Light Chicken Salad
Servings: 6 〉〉 Serving size: ¾ cup
You will need
- 2 cups cubed cooked chicken
- 1 cup seedless grapes, chopped
- ¼ cup chopped pecans
- 1 cup diced celery
- 2 tablespoons chopped onion
- ¼ cup lemon nonfat yogurt*
- ¼ cup mayonnaise
- ½ teaspoon salt (optional)
- ½ teaspoon ground black pepper (optional)
- Lettuce leaves or other salad greens, washed
- *Nonfat yogurt is used instead of additional mayonnaise to lower calories and fat content.
- Seedless grapes
- Lemon nonfat yogurt
- Salt (optional)
- Ground black pepper (optional)
- Lettuce leaves or other salad greens
Nutrients per serving
- Calories 200
- Total Fat 12g
- Saturated Fat 2g
- Cholesterol 45mg
- Sodium 115mg
- Total Carbohydrates 7g
- Dietary Fiber 1g
- Sugars 5g
- Protein 10g
What to do
- Combine chicken, grapes, pecans, celery and onion in a large bowl.
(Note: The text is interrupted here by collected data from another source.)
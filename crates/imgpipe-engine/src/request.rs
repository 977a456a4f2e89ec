//! The immutable per-submission `Request` value.

use std::sync::Arc;

use imgpipe_core::{CacheKey, LoadKey, Priority};

use crate::traits::Processor;

/// An immutable description of one image load submission.
///
/// `Request` is cheap to clone (an `Arc<str>` resource id and an
/// `Arc<dyn Processor>`), so the orchestrator and each `Session` can hold
/// their own copy without synchronization.
#[derive(Clone)]
pub struct Request {
    resource_id: Arc<str>,
    processor: Option<Arc<dyn Processor>>,
    priority: Priority,
    cache_read: bool,
    cache_write: bool,
}

impl Request {
    /// Start building a request for the given resource identifier (e.g. a
    /// URL). Defaults: no processor, [`Priority::Normal`], cache reads and
    /// writes both allowed.
    pub fn new(resource_id: impl Into<Arc<str>>) -> Self {
        Self {
            resource_id: resource_id.into(),
            processor: None,
            priority: Priority::Normal,
            cache_read: true,
            cache_write: true,
        }
    }

    /// Attach a processor whose cache identity participates in this
    /// request's [`LoadKey`]/[`CacheKey`].
    #[must_use]
    pub fn with_processor(mut self, processor: Arc<dyn Processor>) -> Self {
        self.processor = Some(processor);
        self
    }

    /// Set the initial priority carried by the `Task` created for this
    /// request.
    #[must_use]
    pub fn with_priority(mut self, priority: Priority) -> Self {
        self.priority = priority;
        self
    }

    /// Allow or forbid reading the memory cache for this request.
    #[must_use]
    pub fn with_cache_read(mut self, allowed: bool) -> Self {
        self.cache_read = allowed;
        self
    }

    /// Allow or forbid writing the memory cache after a successful load.
    #[must_use]
    pub fn with_cache_write(mut self, allowed: bool) -> Self {
        self.cache_write = allowed;
        self
    }

    /// The target resource identifier.
    pub fn resource_id(&self) -> &str {
        &self.resource_id
    }

    /// The attached processor, if any.
    pub fn processor(&self) -> Option<&Arc<dyn Processor>> {
        self.processor.as_ref()
    }

    /// The priority this request was submitted with.
    pub fn priority(&self) -> Priority {
        self.priority
    }

    /// Whether cache reads are permitted.
    pub fn cache_read_allowed(&self) -> bool {
        self.cache_read
    }

    /// Whether cache writes are permitted.
    pub fn cache_write_allowed(&self) -> bool {
        self.cache_write
    }

    fn processor_identity(&self) -> Option<Arc<str>> {
        self.processor
            .as_ref()
            .map(|p| Arc::from(p.cache_identity()))
    }

    /// Derive the deduplication key for this request.
    ///
    /// When `dedup_enabled` is `false`, returns a key that never equals any
    /// other key.
    pub fn load_key(&self, dedup_enabled: bool) -> LoadKey {
        if dedup_enabled {
            LoadKey::new(Arc::clone(&self.resource_id), self.processor_identity())
        } else {
            LoadKey::fresh_unique(Arc::clone(&self.resource_id), self.processor_identity())
        }
    }

    /// Derive the memory-cache key for this request. Unaffected by the
    /// deduplication setting.
    pub fn cache_key(&self) -> CacheKey {
        CacheKey::new(Arc::clone(&self.resource_id), self.processor_identity())
    }
}

impl std::fmt::Debug for Request {
    fn fmt(&self, f: &mut std::fmt::Formatter<'_>) -> std::fmt::Result {
        f.debug_struct("Request")
            .field("resource_id", &self.resource_id)
            .field("has_processor", &self.processor.is_some())
            .field("priority", &self.priority)
            .field("cache_read", &self.cache_read)
            .field("cache_write", &self.cache_write)
            .finish()
    }
}
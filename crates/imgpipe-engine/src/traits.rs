//! Narrow interfaces to the external collaborators the orchestrator never
//! implements itself: the byte loader, decoder selection, processors and
//! the memory cache.

use std::sync::Arc;

use bytes::Bytes;
use imgpipe_core::CacheKey;

use crate::request::Request;
use crate::types::{DataBuffer, DecodedFrame, DecodingContext, FetchResponse, Image, ProcessingContext};

/// A handle to one in-flight fetch, returned synchronously by
/// [`DataLoader::load`].
pub trait FetchHandle: Send + Sync {
    /// Abort the fetch. The orchestrator fires this at most once per
    /// session, as part of tearing the session down — whether because a
    /// caller cancelled it or because the session finished (successfully
    /// or not) while the fetch was still technically registered.
    /// Implementations must tolerate a call after the fetch already
    /// finished on its own.
    fn cancel(&self);
}

/// Callbacks a [`DataLoader`] invokes as a fetch progresses.
///
/// `on_chunk` may be called zero or more times with monotonically
/// accumulating byte arrivals; `on_complete` fires exactly once. Both are
/// safe to call from any thread — the orchestrator marshals them back onto
/// its own serial context.
pub struct FetchEvents {
    /// Invoked with each newly-arrived chunk and the (now-stable) response.
    pub on_chunk: Box<dyn Fn(Bytes, FetchResponse) + Send + Sync>,
    /// Invoked exactly once, with `Some(message)` on failure or `None` on
    /// success.
    pub on_complete: Box<dyn FnOnce(Option<String>) + Send>,
}

/// Loads the bytes of one resource. Implemented externally (HTTP, disk,
/// in-memory fixture); the core never parses URLs or speaks a transport
/// protocol itself.
pub trait DataLoader: Send + Sync {
    /// Begin loading `request`'s resource, invoking `events` as data
    /// arrives. Must accept concurrent calls.
    fn load(&self, request: &Request, events: FetchEvents) -> Box<dyn FetchHandle>;
}

/// Selects a [`Decoder`] for a fetch in progress.
pub trait DecoderRegistry: Send + Sync {
    /// Choose a decoder, or `None` if no decoder can handle this response.
    fn select(&self, context: &DecodingContext) -> Option<Box<dyn Decoder>>;
}

/// A stateful, single-session decoder instance. Confined to the decoding
/// context; never shared across sessions or threads.
pub trait Decoder: Send {
    /// Attempt to decode `buffer`. `is_final` is `true` only for the
    /// completed download; partial invocations (`is_final = false`) only
    /// happen when the buffer is progressive.
    fn decode(&mut self, buffer: &DataBuffer, is_final: bool) -> Option<DecodedFrame>;
}

/// Transforms a decoded image. Two requests whose processors share a
/// [`cache_identity`](Processor::cache_identity) are deduplicated onto the
/// same session and cache entry.
pub trait Processor: Send + Sync {
    /// A stable identity string used for deduplication and cache keying.
    /// Two processor instances with equal identities are treated as
    /// equivalent regardless of object identity.
    fn cache_identity(&self) -> &str;

    /// Transform `image`, or return `None` to signal processing failure.
    fn process(&self, image: &Image) -> Option<Image>;
}

/// Resolves which [`Processor`] (if any) applies to one decode result.
///
/// This is the pluggable `imageProcessor` configuration hook;
/// the default simply returns the request's own attached processor.
pub trait ProcessorResolver: Send + Sync {
    /// Choose a processor for this context, or `None` to skip processing.
    fn resolve(&self, context: &ProcessingContext) -> Option<Arc<dyn Processor>>;
}

/// The default processor resolver: use the request's attached processor.
#[derive(Debug, Default)]
pub struct DefaultProcessorResolver;

impl ProcessorResolver for DefaultProcessorResolver {
    fn resolve(&self, context: &ProcessingContext) -> Option<Arc<dyn Processor>> {
        context.request.processor().cloned()
    }
}

/// Thread-safe external memory cache of decoded, processed images.
pub trait ImageCache: Send + Sync {
    /// Look up a previously-stored image.
    fn get(&self, key: &CacheKey) -> Option<Image>;

    /// Store an image, overwriting any previous entry for `key`.
    fn set(&self, key: CacheKey, image: Image);
}
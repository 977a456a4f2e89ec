//! # imgpipe-core
//!
//! Foundation types for the imgpipe pipeline orchestration core: keys,
//! priorities, the cancellation token, passive metrics records, and the
//! error type surfaced to callers. Nothing in this crate touches an
//! execution context — it is safe to share between the orchestrator,
//! delivery, decoding, fetch and processing contexts described by the
//! runtime crate.
//!
//! ## Module Organization
//!
//! - [`ids`]: monotonic `TaskId` and unique `SessionId`
//! - [`priority`]: the `Priority` ordering used by tasks and sessions
//! - [`keys`]: `LoadKey` / `CacheKey` deduplication and cache keys
//! - [`cancellation`]: one-shot cancellation token with callback registration
//! - [`error`]: `ImagePipelineError` and `PipelineResult`
//! - [`metrics`]: passive per-task and per-session timing records

#![warn(missing_docs, rust_2018_idioms, unreachable_pub)]

pub mod cancellation;
pub mod error;
pub mod ids;
pub mod keys;
pub mod metrics;
pub mod priority;

pub use cancellation::{CancellationSource, CancellationToken};
pub use error::{ImagePipelineError, PipelineResult};
pub use ids::{SessionId, TaskId};
pub use keys::{CacheKey, LoadKey};
pub use metrics::{SessionMetrics, TaskMetrics};
pub use priority::Priority;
Mix well.
- Add yogurt and mayonnaise. Toss to mix.
- Add salt and pepper, if desired.
- Serve over lettuce leaves. Garnish with parsley, if desired.
Be food safe
Like other poultry, raw meat or fish, bacteria can be found on raw or undercooked chicken. To prevent illness:
- Do not rinse or wash chicken because that spreads bacteria. Cooking will kill the bacteria.
- Cook chicken to an internal temperature of 165°F to kill bacteria. Use a meat thermometer to tell when it is done instead of relying on the color.
- Freeze raw chicken that you do not plan to cook within one or two days of purchasing it. Freezing doesn’t kill bacteria; bacteria are destroyed by cooking.
- Refrigerate leftover cooked chicken right away.
- Eat or freeze leftover cooked chicken within three to four days.
- Add other fruits, such as dried cranberries or chopped apples.
- Add some crunch with sliced almonds or chopped walnuts or pecans.
- Serve chicken salad on top of sliced or whole ripe tomatoes.